Ella guardó silencio por un momento.

—¿Desde cuando tienes que soportarlo?

Ladeé la cabeza.

—He tenido la marca durante prácticamente toda mi vida. Pero no empezó a doler hasta que llegué al campamento por primera vez, hace un año y medio, más o menos.

Zoë había estado muy cayada, mirándome recelosa desde la distancia y con ojos ensombrecidos.

—¿Qué es el Éxodo de Hércules?—dijo finalmente.

Noté que decía todo con extrema cautela e incomodidad. Miré la marca que surcaba la piel de mi mano derecha.

—Como sabrán, antes de ser coronado como un dios, Hércules completó doce trabajos. Yo obtuve doce técnicas divinas, una por cada trabajo—expliqué—. Sin embargo, debido a su tremendo poder hay un efecto secundario.

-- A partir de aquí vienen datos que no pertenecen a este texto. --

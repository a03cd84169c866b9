//! Fuzz target for layout parsing and engine operations.
//!
//! Builds a small lot from an arbitrary inline layout, then replays an
//! arbitrary operation sequence. The engine must never panic and must pass
//! its audit afterwards.

#![no_main]

use arbitrary::Arbitrary;
use libfuzzer_sys::fuzz_target;
use park_core::engine::ParkingEngine;
use park_core::grid::{LayoutTemplate, VehicleClass};

#[derive(Debug, Arbitrary)]
enum Op {
    Park { class: u8, vehicle: u8 },
    Unpark { key: String, vehicle: u8 },
    Search { vehicle: u8 },
}

#[derive(Debug, Arbitrary)]
struct Input {
    layout: String,
    floors: u8,
    ops: Vec<Op>,
}

fuzz_target!(|input: Input| {
    let template = LayoutTemplate::parse_inline(&input.layout);
    let rows = template.row_count().min(16);
    let columns = template.column_count().min(16);
    let floors = usize::from(input.floors % 4);

    let Ok(engine) = ParkingEngine::with_layout(floors, rows, columns, &template) else {
        return;
    };

    for op in input.ops.iter().take(256) {
        match op {
            Op::Park { class, vehicle } => {
                let class = VehicleClass::ALL[usize::from(*class) % VehicleClass::ALL.len()];
                let _ = engine.park(class, &format!("V{vehicle}"));
            }
            Op::Unpark { key, vehicle } => {
                let _ = engine.unpark(key, &format!("V{vehicle}"));
            }
            Op::Search { vehicle } => {
                let _ = engine.search_vehicle(&format!("V{vehicle}"));
            }
        }
    }

    assert!(engine.audit().is_empty());
});
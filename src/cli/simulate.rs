// Copyright 2024-2026 PARK-CORE Contributors
// SPDX-License-Identifier: Apache-2.0

//! Simulate command: concurrent random load against one shared engine,
//! followed by an invariant audit.

use std::collections::HashMap;
use std::time::Instant;

use rand::Rng;
use serde::Serialize;
use tracing::info;

use crate::config::EnvConfig;
use crate::engine::{AllocationError, AuditFinding, ParkingEngine};
use crate::grid::VehicleClass;

/// Vehicle ids every worker competes for.
const SHARED_VEHICLES: usize = 4;
/// Private vehicle ids per worker.
const OWN_VEHICLES: usize = 8;

/// Aggregated outcome counts.
#[derive(Debug, Clone, Default, PartialEq, Eq, Serialize)]
pub struct SimulationReport {
    pub workers: usize,
    pub parked: u64,
    pub lot_full: u64,
    pub already_parked: u64,
    pub unparked: u64,
    pub unpark_rejected: u64,
    pub located: u64,
    pub not_found: u64,
    pub elapsed_ms: u128,
    pub findings: Vec<AuditFinding>,
}

impl SimulationReport {
    fn merge(&mut self, other: &SimulationReport) {
        self.parked += other.parked;
        self.lot_full += other.lot_full;
        self.already_parked += other.already_parked;
        self.unparked += other.unparked;
        self.unpark_rejected += other.unpark_rejected;
        self.located += other.located;
        self.not_found += other.not_found;
    }

    pub fn total_operations(&self) -> u64 {
        self.parked
            + self.lot_full
            + self.already_parked
            + self.unparked
            + self.unpark_rejected
            + self.located
            + self.not_found
    }
}

fn record_park(report: &mut SimulationReport, result: &Result<String, AllocationError>) {
    match result {
        Ok(_) => report.parked += 1,
        Err(AllocationError::AlreadyParked { .. }) => report.already_parked += 1,
        Err(_) => report.lot_full += 1,
    }
}

fn worker(engine: &ParkingEngine, id: usize, operations: usize) -> SimulationReport {
    let mut rng = rand::thread_rng();
    let mut report = SimulationReport::default();
    // Spots this worker believes its own vehicles hold.
    let mut held: HashMap<String, String> = HashMap::new();

    for _ in 0..operations {
        let class = VehicleClass::ALL[rng.gen_range(0..VehicleClass::ALL.len())];
        match rng.gen_range(0..10) {
            0..=3 => {
                let vehicle = format!("W{}-V{}", id, rng.gen_range(0..OWN_VEHICLES));
                let result = engine.park(class, &vehicle);
                record_park(&mut report, &result);
                if let Ok(key) = result {
                    held.insert(vehicle, key);
                }
            }
            4 => {
                let vehicle = format!("SHARED-{}", rng.gen_range(0..SHARED_VEHICLES));
                let result = engine.park(class, &vehicle);
                record_park(&mut report, &result);
            }
            5..=7 => {
                let Some((vehicle, key)) = held.iter().next().map(|(v, k)| (v.clone(), k.clone()))
                else {
                    continue;
                };
                held.remove(&vehicle);
                match engine.unpark(&key, &vehicle) {
                    Ok(()) => report.unparked += 1,
                    Err(_) => report.unpark_rejected += 1,
                }
            }
            8 => {
                // Shared vehicles race: the spot may move between search and unpark.
                let vehicle = format!("SHARED-{}", rng.gen_range(0..SHARED_VEHICLES));
                let result = engine
                    .search_vehicle(&vehicle)
                    .and_then(|key| engine.unpark(&key, &vehicle));
                match result {
                    Ok(()) => report.unparked += 1,
                    Err(_) => report.unpark_rejected += 1,
                }
            }
            _ => {
                let vehicle = format!("W{}-V{}", id, rng.gen_range(0..OWN_VEHICLES));
                match engine.search_vehicle(&vehicle) {
                    Ok(_) => report.located += 1,
                    Err(_) => report.not_found += 1,
                }
            }
        }
    }
    report
}

/// Drive `engine` from `workers` threads, then audit it.
pub fn simulate(engine: &ParkingEngine, workers: usize, operations_per_worker: usize) -> SimulationReport {
    let workers = workers.max(1);
    let start = Instant::now();

    let partials: Vec<SimulationReport> = std::thread::scope(|scope| {
        let handles: Vec<_> = (0..workers)
            .map(|id| scope.spawn(move || worker(engine, id, operations_per_worker)))
            .collect();
        handles
            .into_iter()
            .filter_map(|handle| handle.join().ok())
            .collect()
    });

    let mut report = SimulationReport {
        workers,
        ..SimulationReport::default()
    };
    for partial in &partials {
        report.merge(partial);
    }
    report.elapsed_ms = start.elapsed().as_millis();
    report.findings = engine.audit();
    report
}

fn print_report(report: &SimulationReport) {
    println!("Workers:          {}", report.workers);
    println!("Operations:       {}", report.total_operations());
    println!("Parked:           {}", report.parked);
    println!("Lot full:         {}", report.lot_full);
    println!("Already parked:   {}", report.already_parked);
    println!("Unparked:         {}", report.unparked);
    println!("Unpark rejected:  {}", report.unpark_rejected);
    println!("Located:          {}", report.located);
    println!("Not found:        {}", report.not_found);
    println!("Elapsed:          {} ms", report.elapsed_ms);
    if report.findings.is_empty() {
        println!("Audit:            consistent");
    } else {
        println!("Audit:            {} finding(s)", report.findings.len());
        for finding in &report.findings {
            println!("  - {}", finding);
        }
    }
}

/// Run the simulation from configuration. Exit code 1 when the audit fails.
pub fn run_simulate(config: &EnvConfig, json_output: bool) -> i32 {
    let engine = match crate::engine_from_config(config) {
        Ok(engine) => engine,
        Err(e) => {
            eprintln!("Invalid layout: {}", e);
            return super::EXIT_CONFIG_ERROR;
        }
    };
    let operations_per_worker = config.simulation.operations_per_worker;
    let workers = config.simulation.effective_workers();

    info!(workers, operations_per_worker, "starting simulation");
    let report = simulate(&engine, workers, operations_per_worker);

    if json_output {
        match serde_json::to_string_pretty(&report) {
            Ok(json) => println!("{}", json),
            Err(e) => {
                eprintln!("Failed to serialize report: {}", e);
                return 1;
            }
        }
    } else {
        print_report(&report);
    }

    if report.findings.is_empty() {
        0
    } else {
        1
    }
}

#[cfg(test)]
mod tests {
    use super::*;
    use crate::grid::LayoutTemplate;

    #[test]
    fn test_simulation_leaves_engine_consistent() {
        let template = LayoutTemplate::new([["B-1", "M-1", "A-1"], ["A-1", "X-1", "M-0"]]);
        let engine = ParkingEngine::with_layout(2, 2, 3, &template).unwrap();

        let report = simulate(&engine, 4, 200);

        assert_eq!(report.workers, 4);
        // Unpark draws with nothing held are skipped and not counted.
        assert!(report.total_operations() <= 800);
        assert!(report.parked > 0);
        assert!(report.findings.is_empty(), "{:?}", report.findings);
    }
}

Cada vez que uso ese poder, el tatuaje se hace más grande. Incluso un dios sentiría un inmenso dolor con sólo un milímetro de crecimiento.

—Hum... Y aún así luces muy tranquilo—dijo Bianca.

Thalia se cruzó de brazos.

—Un poder basado en resistencia es por completo tu estilo—murmuró—. Entonces, ¿qué pasa si ese tatuaje cubre tu cuerpo por completo?

Miré al suelo sombríamente, me llevé un pedazo de ambrosía a la boca para aliviar un poco el malestar.

—Nifhel—dije después de un tiempo—. Moriré por completo, sin viaje al inframundo. Únicamente desaparecer en el caos primordial.

Se hizo un largo silencio, únicamente se escuchaba el traqueteo del metro mientras avanzábamos.

—Técnicas invencibles que sólo pueden usarse dando tu vida a cambio, ese es el Éxodo de Hércules: Doce Desastres y Pecados.

Zoë parecía pérdida en sus pensamientos, miraba la marca sobre mi piel y murmuraba para sí misma:

—Doce Desastres y Pecados...







Cuando bajamos del tren, nos encontramos al final de la línea, en medio de una zona industrial donde sólo había hangares y rieles. Y nieve. Montañas de nieve. Hacia muchísimo frío allí.

Vagamos por las cocheras del ferrocarril, pensando en qué tal vez habría otro tren de pasajeros, pero sólo encontramos hileras e hileras de vagones de carga, muchos cubiertos de nieve como si no se hubieran movido en años.

Vimos a un vagabundo junto a un cubo de basura en el que había encendido fuego. Debíamos de tener una pinta bastante patética, porque nos dirigió una sonrisa sin dientes y dijo:

—¿Necesitan calentarse? ¡Acérquense!

Nos acurrucamos todos alrededor del fuego. A Thalia le castañeteaban los dientes.

—Esto es ge... ge... ge... nial.

—Tengo las pezuñas heladas—dijo Grover.

—Los pies—lo corregí, para disimular ante el vagabundo.

—Quizá tendríamos que ponernos en contacto con el campamento—dijo Bianca.

—No—replicó Zoë—. Ellos ya no pueden ayudarnos. Tenemos que concluir esta búsqueda por nuestros propios medios.

Observé las cocheras, desanimado. Muy lejos, en algún punto del oeste, Annabeth corría un grave peligro y Artemis yacía encadenada. Un monstruo del fin del mundo andaba suelto. Y nosotros, entretanto, estábamos varados en los suburbios de Washington, compartiendo hoguera con un vagabundo.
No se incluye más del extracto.